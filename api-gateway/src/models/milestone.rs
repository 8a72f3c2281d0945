//! Milestones belonging to a work order.

use serde::{Deserialize, Serialize};
use serde_json::Value;
use shared::{Error, Page, Patch, PropertyMap, PropertyWriter, Result};

use super::fields::{patch_checkbox, patch_number, patch_text, patch_title, required_text};
use crate::reconcile::Desired;

/// Property names in the Milestones database.
pub mod props {
    pub const NAME: &str = "Name";
    pub const PROJECT: &str = "Project";
    pub const ORDER: &str = "Order";
    pub const STATUS: &str = "Status";
    pub const ESTIMATED_HOURS: &str = "Estimated Hours";
    pub const ACTUAL_HOURS: &str = "Actual Hours";
    pub const FIXED_PRICE: &str = "Fixed Price";
    pub const URGENT: &str = "Urgent";
    pub const INCLUDE_IN_ESTIMATE: &str = "Include In Estimate";
    pub const WORKFLOW_GROUP: &str = "Workflow Group";
}

#[derive(Debug, Clone, PartialEq, Serialize)]
#[serde(rename_all = "camelCase")]
pub struct Milestone {
    pub id: String,
    pub project_id: Option<String>,
    pub name: String,
    pub order: u32,
    pub status: String,
    pub estimated_hours: f64,
    pub actual_hours: f64,
    pub fixed_price: Option<f64>,
    pub urgent: bool,
    pub include_in_estimate: bool,
    pub workflow_group: Option<String>,
}

impl Milestone {
    pub fn from_page(page: &Page) -> Self {
        let p = page.props();
        Self {
            id: page.id.clone(),
            project_id: p.first_relation(props::PROJECT),
            name: p.title(props::NAME).unwrap_or_else(|| "Untitled".to_string()),
            order: p
                .number(props::ORDER)
                .map(|n| n.max(0.0).round() as u32)
                .unwrap_or(1),
            status: p
                .status(props::STATUS)
                .unwrap_or_else(|| "Not Started".to_string()),
            estimated_hours: p.number(props::ESTIMATED_HOURS).unwrap_or(1.0),
            actual_hours: p.number(props::ACTUAL_HOURS).unwrap_or(0.0),
            fixed_price: p.number(props::FIXED_PRICE),
            urgent: p.checkbox(props::URGENT).unwrap_or(false),
            include_in_estimate: p.checkbox(props::INCLUDE_IN_ESTIMATE).unwrap_or(true),
            workflow_group: p.rich_text(props::WORKFLOW_GROUP),
        }
    }
}

/// A milestone as sent by the app, used for creates, updates and set saves.
///
/// Fields follow [`Patch`] rules: omitted keys are left alone, `null` clears.
#[derive(Debug, Clone, Default, Deserialize)]
#[serde(default, rename_all = "camelCase")]
pub struct MilestoneFields {
    pub id: Option<String>,
    pub name: Patch<String>,
    pub order: Patch<Value>,
    pub status: Patch<String>,
    pub estimated_hours: Patch<Value>,
    pub actual_hours: Patch<Value>,
    pub fixed_price: Patch<Value>,
    pub urgent: Patch<bool>,
    pub include_in_estimate: Patch<bool>,
    pub workflow_group: Patch<String>,
}

impl Desired for MilestoneFields {
    fn id(&self) -> Option<&str> {
        self.id.as_deref()
    }
}

impl MilestoneFields {
    /// A new or re-saved milestone must carry a name.
    pub fn require_name(&self) -> Result<()> {
        match &self.name {
            Patch::Value(name) => required_text(Some(name.as_str()), "milestone name").map(|_| ()),
            _ => Err(Error::validation("milestone name is required")),
        }
    }

    fn write_fields(&self, w: &mut PropertyWriter) -> Result<()> {
        patch_title(w, props::NAME, &self.name, "milestone name")?;
        match &self.status {
            Patch::Missing => {}
            Patch::Null => return Err(Error::validation("milestone status cannot be cleared")),
            Patch::Value(status) => {
                w.status(props::STATUS, &required_text(Some(status.as_str()), "milestone status")?);
            }
        }
        patch_number(w, props::ESTIMATED_HOURS, &self.estimated_hours);
        patch_number(w, props::ACTUAL_HOURS, &self.actual_hours);
        patch_number(w, props::FIXED_PRICE, &self.fixed_price);
        patch_checkbox(w, props::URGENT, &self.urgent);
        patch_checkbox(w, props::INCLUDE_IN_ESTIMATE, &self.include_in_estimate);
        patch_text(w, props::WORKFLOW_GROUP, &self.workflow_group);
        Ok(())
    }

    /// Properties for a new milestone page under `project_id` at position `order`.
    pub fn to_new_properties(&self, project_id: &str, order: u32) -> Result<PropertyMap> {
        self.require_name()?;
        let mut w = PropertyWriter::new();
        self.write_fields(&mut w)?;
        w.relation(props::PROJECT, &[project_id])
            .number(props::ORDER, Some(f64::from(order)));
        Ok(w.build())
    }

    /// Properties for an existing milestone kept at position `order`.
    pub fn to_resequenced_properties(&self, order: u32) -> Result<PropertyMap> {
        let mut w = PropertyWriter::new();
        self.write_fields(&mut w)?;
        w.number(props::ORDER, Some(f64::from(order)));
        Ok(w.build())
    }

    /// Properties for a single-milestone update.
    pub fn to_update_properties(&self) -> Result<PropertyMap> {
        let mut w = PropertyWriter::new();
        self.write_fields(&mut w)?;
        patch_number(&mut w, props::ORDER, &self.order);
        if w.is_empty() {
            return Err(Error::validation("No fields to update"));
        }
        Ok(w.build())
    }
}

Exercise brief:
Produce a precise copy of all the material above.

Result for this task:
filename api-gateway/src/models/milestone.rs
repository 8a72f3c2281d0945
//! Milestones belonging to a work order.

use serde::{Deserialize, Serialize};
use serde_json::Value;
use shared::{Error, Page, Patch, PropertyMap, PropertyWriter, Result};

use super::fields::{patch_checkbox, patch_number, patch_text, patch_title, required_text};
use crate::reconcile::Desired;

/// Property names in the Milestones database.
pub mod props {
    pub const NAME: &str = "Name";
    pub const PROJECT: &str = "Project";
    pub const ORDER: &str = "Order";
    pub const STATUS: &str = "Status";
    pub const ESTIMATED_HOURS: &str = "Estimated Hours";
    pub const ACTUAL_HOURS: &str = "Actual Hours";
    pub const FIXED_PRICE: &str = "Fixed Price";
    pub const URGENT: &str = "Urgent";
    pub const INCLUDE_IN_ESTIMATE: &str = "Include In Estimate";
    pub const WORKFLOW_GROUP: &str = "Workflow Group";
}

#[derive(Debug, Clone, PartialEq, Serialize)]
#[serde(rename_all = "camelCase")]
pub struct Milestone {
    pub id: String,
    pub project_id: Option<String>,
    pub name: String,
    pub order: u32,
    pub status: String,
    pub estimated_hours: f64,
    pub actual_hours: f64,
    pub fixed_price: Option<f64>,
    pub urgent: bool,
    pub include_in_estimate: bool,
    pub workflow_group: Option<String>,
}

impl Milestone {
    pub fn from_page(page: &Page) -> Self {
        let p = page.props();
        Self {
            id: page.id.clone(),
            project_id: p.first_relation(props::PROJECT),
            name: p.title(props::NAME).unwrap_or_else(|| "Untitled".to_string()),
            order: p
                .number(props::ORDER)
                .map(|n| n.max(0.0).round() as u32)
                .unwrap_or(1),
            status: p
                .status(props::STATUS)
                .unwrap_or_else(|| "Not Started".to_string()),
            estimated_hours: p.number(props::ESTIMATED_HOURS).unwrap_or(1.0),
            actual_hours: p.number(props::ACTUAL_HOURS).unwrap_or(0.0),
            fixed_price: p.number(props::FIXED_PRICE),
            urgent: p.checkbox(props::URGENT).unwrap_or(false),
            include_in_estimate: p.checkbox(props::INCLUDE_IN_ESTIMATE).unwrap_or(true),
            workflow_group: p.rich_text(props::WORKFLOW_GROUP),
        }
    }
}

/// A milestone as sent by the app, used for creates, updates and set saves.
///
/// Fields follow [`Patch`] rules: omitted keys are left alone, `null` clears.
#[derive(Debug, Clone, Default, Deserialize)]
#[serde(default, rename_all = "camelCase")]
pub struct MilestoneFields {
    pub id: Option<String>,
    pub name: Patch<String>,
    pub order: Patch<Value>,
    pub status: Patch<String>,
    pub estimated_hours: Patch<Value>,
    pub actual_hours: Patch<Value>,
    pub fixed_price: Patch<Value>,
    pub urgent: Patch<bool>,
    pub include_in_estimate: Patch<bool>,
    pub workflow_group: Patch<String>,
}

impl Desired for MilestoneFields {
    fn id(&self) -> Option<&str> {
        self.id.as_deref()
    }
}

impl MilestoneFields {
    /// A new or re-saved milestone must carry a name.
    pub fn require_name(&self) -> Result<()> {
        match &self.name {
            Patch::Value(name) => required_text(Some(name.as_str()), "milestone name").map(|_| ()),
            _ => Err(Error::validation("milestone name is required")),
        }
    }

    fn write_fields(&self, w: &mut PropertyWriter) -> Result<()> {
        patch_title(w, props::NAME, &self.name, "milestone name")?;
        match &self.status {
            Patch::Missing => {}
            Patch::Null => return Err(Error::validation("milestone status cannot be cleared")),
            Patch::Value(status) => {
                w.status(props::STATUS, &required_text(Some(status.as_str()), "milestone status")?);
            }
        }
        patch_number(w, props::ESTIMATED_HOURS, &self.estimated_hours);
        patch_number(w, props::ACTUAL_HOURS, &self.actual_hours);
        patch_number(w, props::FIXED_PRICE, &self.fixed_price);
        patch_checkbox(w, props::URGENT, &self.urgent);
        patch_checkbox(w, props::INCLUDE_IN_ESTIMATE, &self.include_in_estimate);
        patch_text(w, props::WORKFLOW_GROUP, &self.workflow_group);
        Ok(())
    }

    /// Properties for a new milestone page under `project_id` at position `order`.
    pub fn to_new_properties(&self, project_id: &str, order: u32) -> Result<PropertyMap> {
        self.require_name()?;
        let mut w = PropertyWriter::new();
        self.write_fields(&mut w)?;
        w.relation(props::PROJECT, &[project_id])
            .number(props::ORDER, Some(f64::from(order)));
        Ok(w.build())
    }

    /// Properties for an existing milestone kept at position `order`.
    pub fn to_resequenced_properties(&self, order: u32) -> Result<PropertyMap> {
        let mut w = PropertyWriter::new();
        self.write_fields(&mut w)?;
        w.number(props::ORDER, Some(f64::from(order)));
        Ok(w.build())
    }

    /// Properties for a single-milestone update.
    pub fn to_update_properties(&self) -> Result<PropertyMap> {
        let mut w = PropertyWriter::new();
        self.write_fields(&mut w)?;
        patch_number(&mut w, props::ORDER, &self.order);
        if w.is_empty() {
            return Err(Error::validation("No fields to update"));
        }
        Ok(w.build())
    }
}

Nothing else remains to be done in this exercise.